JHC's most recent exhibit is Preserving Westchester's African-American Heritage: Engaging Youth & Community. Past exhibits have included A Legacy of Sailing – Residents of the Jay Estate and Yachting New York 1843–1966, which coincided with New York State's Hudson-Fulton-Champlain Quadricentennial celebration and was co-sponsored by Mystic Seaport; The Jays and The Abolition Of Slavery: From Manumission to Emancipation co-sponsored by the New-York Historical Society; and The Landmarks of New York a major exhibit of over 100 black and white photographs of iconic structures saved through preservation advocacy. The exhibit Mary Rutherfurd Jay – Garden Architect (1872–1953) illustrated the life and career of one of America's earliest landscape architects and proponents of professional education for women.

==Notable speakers==
Notable programs for adults at the site have featured New York historian Russell Shorto, African American Heritage historian Dr. Larry Spruill, Lincoln historian Harold Holzer, American essayist Adam Gopnik, constitutional scholar Akhil Reed Amar, Pulitzer Prize-winning authors Ron Chernow, Annette Gordon-Reed, Joseph Ellis and Alan Taylor, historians Joanne B. Freeman, Barry Lewis and Peter S. Onuf, American author and activist Hugh Bernard Price, landscape preservationists Elizabeth Barlow Rogers and Lynden B. Miller, jurists Jonathan Lippman and Janet DiFiore.

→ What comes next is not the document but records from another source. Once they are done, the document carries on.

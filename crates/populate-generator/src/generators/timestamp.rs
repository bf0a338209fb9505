//! Timestamp value generators.

use chrono::{DateTime, Duration, Months, Utc};
use rand::Rng;

/// Format used when handing timestamps to the content store.
pub const STORAGE_FORMAT: &str = "%Y-%m-%d %H:%M:%S";

/// Generate a random timestamp in the given range (inclusive, second precision).
///
/// If the range is empty or inverted the start is returned.
pub fn generate_timestamp_range<R: Rng + ?Sized>(
    rng: &mut R,
    start: DateTime<Utc>,
    end: DateTime<Utc>,
) -> DateTime<Utc> {
    let start_ts = start.timestamp();
    let end_ts = end.timestamp();

    if start_ts >= end_ts {
        return start;
    }

    let random_ts = rng.gen_range(start_ts..=end_ts);
    DateTime::from_timestamp(random_ts, 0).unwrap_or(start)
}

/// Generate a random timestamp between one year before `now` and `now`.
pub fn generate_past_year<R: Rng + ?Sized>(rng: &mut R, now: DateTime<Utc>) -> DateTime<Utc> {
    let year_ago = now
        .checked_sub_months(Months::new(12))
        .unwrap_or_else(|| now - Duration::days(365));
    generate_timestamp_range(rng, year_ago, now)
}

/// Render a timestamp as `YYYY-MM-DD HH:MM:SS`.
pub fn format_for_storage(dt: &DateTime<Utc>) -> String {
    dt.format(STORAGE_FORMAT).to_string()
}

Children's programs have welcomed illustrator Barry Blitt, historian Jonah Winter, pop-up engineer Robert Sabuda and artist Herve Tullet.

The Jay Heritage Center hosted a conference in September 2013 titled Populism and Constitutionalism in concert with Wolfson College, Oxford that attracted notable legal scholars from around the world.

==John Jay Medal for Service==
In 2012, JHC created "The John Jay Medal For Service" "to recognize individuals who demonstrate a selfless spirit of commitment and engagement with their community." JHC Founder Catherine "Kitty" Aresty and New York preservation advocate Barbaralee Diamonstein-Spielvogel were the first recipients of the Medal awarded by Congresswoman Nita Lowey. 2016 Honorees were Joseph Ellis, author of Founding Brothers and environmental lawyer Nicholas A. Robinson.

==Honors==
Members of the JHC Board, and the organization itself, have been honored for their service in building awareness about the historical and cultural significance of John Jay's legacy and home in Rye by a number of organizations and government officials including the Garden Club of America, African American Men of Westchester, Parks & Trails New York, American Bar Association and NY State Senator Shelley Mayer.

JHC was honored with a NY State Historic Preservation Award for Non-Profit Achievement in December 2022 by Governor Kathy Hochul and NY State Parks Commissioner Erik Kullesid.